Not sure. I have tested using an old backup that has .git directory only in the root. As I can see the issue (slowing down) appears when a git repository contains a lot of untracked files.


EGit has the "Refresh only when workspace is active" property(Window>Preferences>Team>Git). A user can require EGit always to refresh resources or in the case a workspace is active. 
My suggestion is to add a property that would enable us to disable refreshing resources even if a workspace is active.
Comment 22 Eclipse Genie CLA 2015-09-12 18:27:29 EDT
New Gerrit change created: https://git.eclipse.org/r/55805
Comment 23 Eclipse Genie CLA 2015-09-13 19:13:35 EDT
Gerrit change https://git.eclipse.org/r/53105 was merged to [master].
Commit: http://git.eclipse.org/c/egit/egit.git/commit/?id=b2055bf5822dceb006fad020d6fe5ea2042ec3d7
Comment 24 Eclipse Genie CLA 2015-09-13 19:13:41 EDT
Gerrit change https://git.eclipse.org/r/55805 was merged to [master].

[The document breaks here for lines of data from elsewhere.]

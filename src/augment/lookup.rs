use async_trait::async_trait;
use std::collections::HashMap;
use std::path::PathBuf;
use tokio::fs;

use super::document::SkillDocument;
use crate::error::ContentLookupError;

/// スキル本文の取得元（外部コラボレーター）
#[async_trait]
pub trait SkillContentLookup: Send + Sync {
    /// スキル名から注入する本文を取得
    async fn lookup(&self, name: &str) -> Result<String, ContentLookupError>;
}

/// ディレクトリ上のスキルファイル
///
/// `<dir>/<name>/SKILL.md` を優先し、なければ `<dir>/<name>.md` を読む。
pub struct SkillDirectory {
    root: PathBuf,
}

impl SkillDirectory {
    pub fn new(root: impl Into<PathBuf>) -> Self {
        Self { root: root.into() }
    }

    /// 探索候補のパス
    fn candidates(&self, name: &str) -> Vec<PathBuf> {
        vec![
            self.root.join(name).join("SKILL.md"),
            self.root.join(format!("{}.md", name)),
        ]
    }

    /// スキルファイルを読み込んでパース
    pub async fn read_document(&self, name: &str) -> Result<SkillDocument, ContentLookupError> {
        if !is_safe_name(name) {
            return Err(ContentLookupError::NotFound(name.to_string()));
        }

        for path in self.candidates(name) {
            let content = match fs::read_to_string(&path).await {
                Ok(content) => content,
                Err(e) if e.kind() == std::io::ErrorKind::NotFound => continue,
                Err(source) => {
                    return Err(ContentLookupError::Io {
                        name: name.to_string(),
                        path,
                        source,
                    })
                }
            };

            let document = SkillDocument::parse(&content, &path)?;
            tracing::debug!("Loaded skill content: {} from {}", name, path.display());
            return Ok(document);
        }

        Err(ContentLookupError::NotFound(name.to_string()))
    }

    /// frontmatterの説明文（なければ `None`）
    pub async fn description(&self, name: &str) -> Option<String> {
        let document = self.read_document(name).await.ok()?;
        let description = document.metadata.description.trim();
        (!description.is_empty()).then(|| description.to_string())
    }
}

/// ディレクトリ外を指す名前は受け付けない
fn is_safe_name(name: &str) -> bool {
    !name.is_empty()
        && name != "."
        && !name.contains("..")
        && !name.contains('/')
        && !name.contains('\\')
}

#[async_trait]
impl SkillContentLookup for SkillDirectory {
    async fn lookup(&self, name: &str) -> Result<String, ContentLookupError> {
        let document = self.read_document(name).await?;
        if let Some(declared) = document.metadata.name.as_deref() {
            if declared != name {
                tracing::warn!(
                    "Skill file {} declares name '{}' but was loaded for '{}'",
                    document.path.display(),
                    declared,
                    name
                );
            }
        }
        Ok(document.body)
    }
}

/// メモリ上のスキル本文
#[derive(Debug, Clone, Default)]
pub struct InMemorySkills {
    skills: HashMap<String, String>,
}

impl InMemorySkills {
    pub fn new() -> Self {
        Self::default()
    }

    pub fn with_skill(mut self, name: impl Into<String>, content: impl Into<String>) -> Self {
        self.insert(name, content);
        self
    }

    pub fn insert(&mut self, name: impl Into<String>, content: impl Into<String>) {
        self.skills.insert(name.into(), content.into());
    }
}

#[async_trait]
impl SkillContentLookup for InMemorySkills {
    async fn lookup(&self, name: &str) -> Result<String, ContentLookupError> {
        self.skills
            .get(name)
            .cloned()
            .ok_or_else(|| ContentLookupError::NotFound(name.to_string()))
    }
}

Commit: http://git.eclipse.org/c/egit/egit.git/commit/?id=dd2adb23465d983616ffe9ab121f4d78d32f984a
Comment 25 Matthias Sohn CLA 2015-09-13 19:15:41 EDT
submitted
Comment 26 Andrey Loskutov CLA 2015-09-14 00:48:45 EDT
We fixed the part with staging view, but since we cannot observe the original issue we don't have an idea what else we should fix.

Feel free to reopen, but please provide reproducible example with clear steps to reproduce, ideally by attaching simple standalone example or script which can create or download the "big" filesystem. I would love to fix it, really.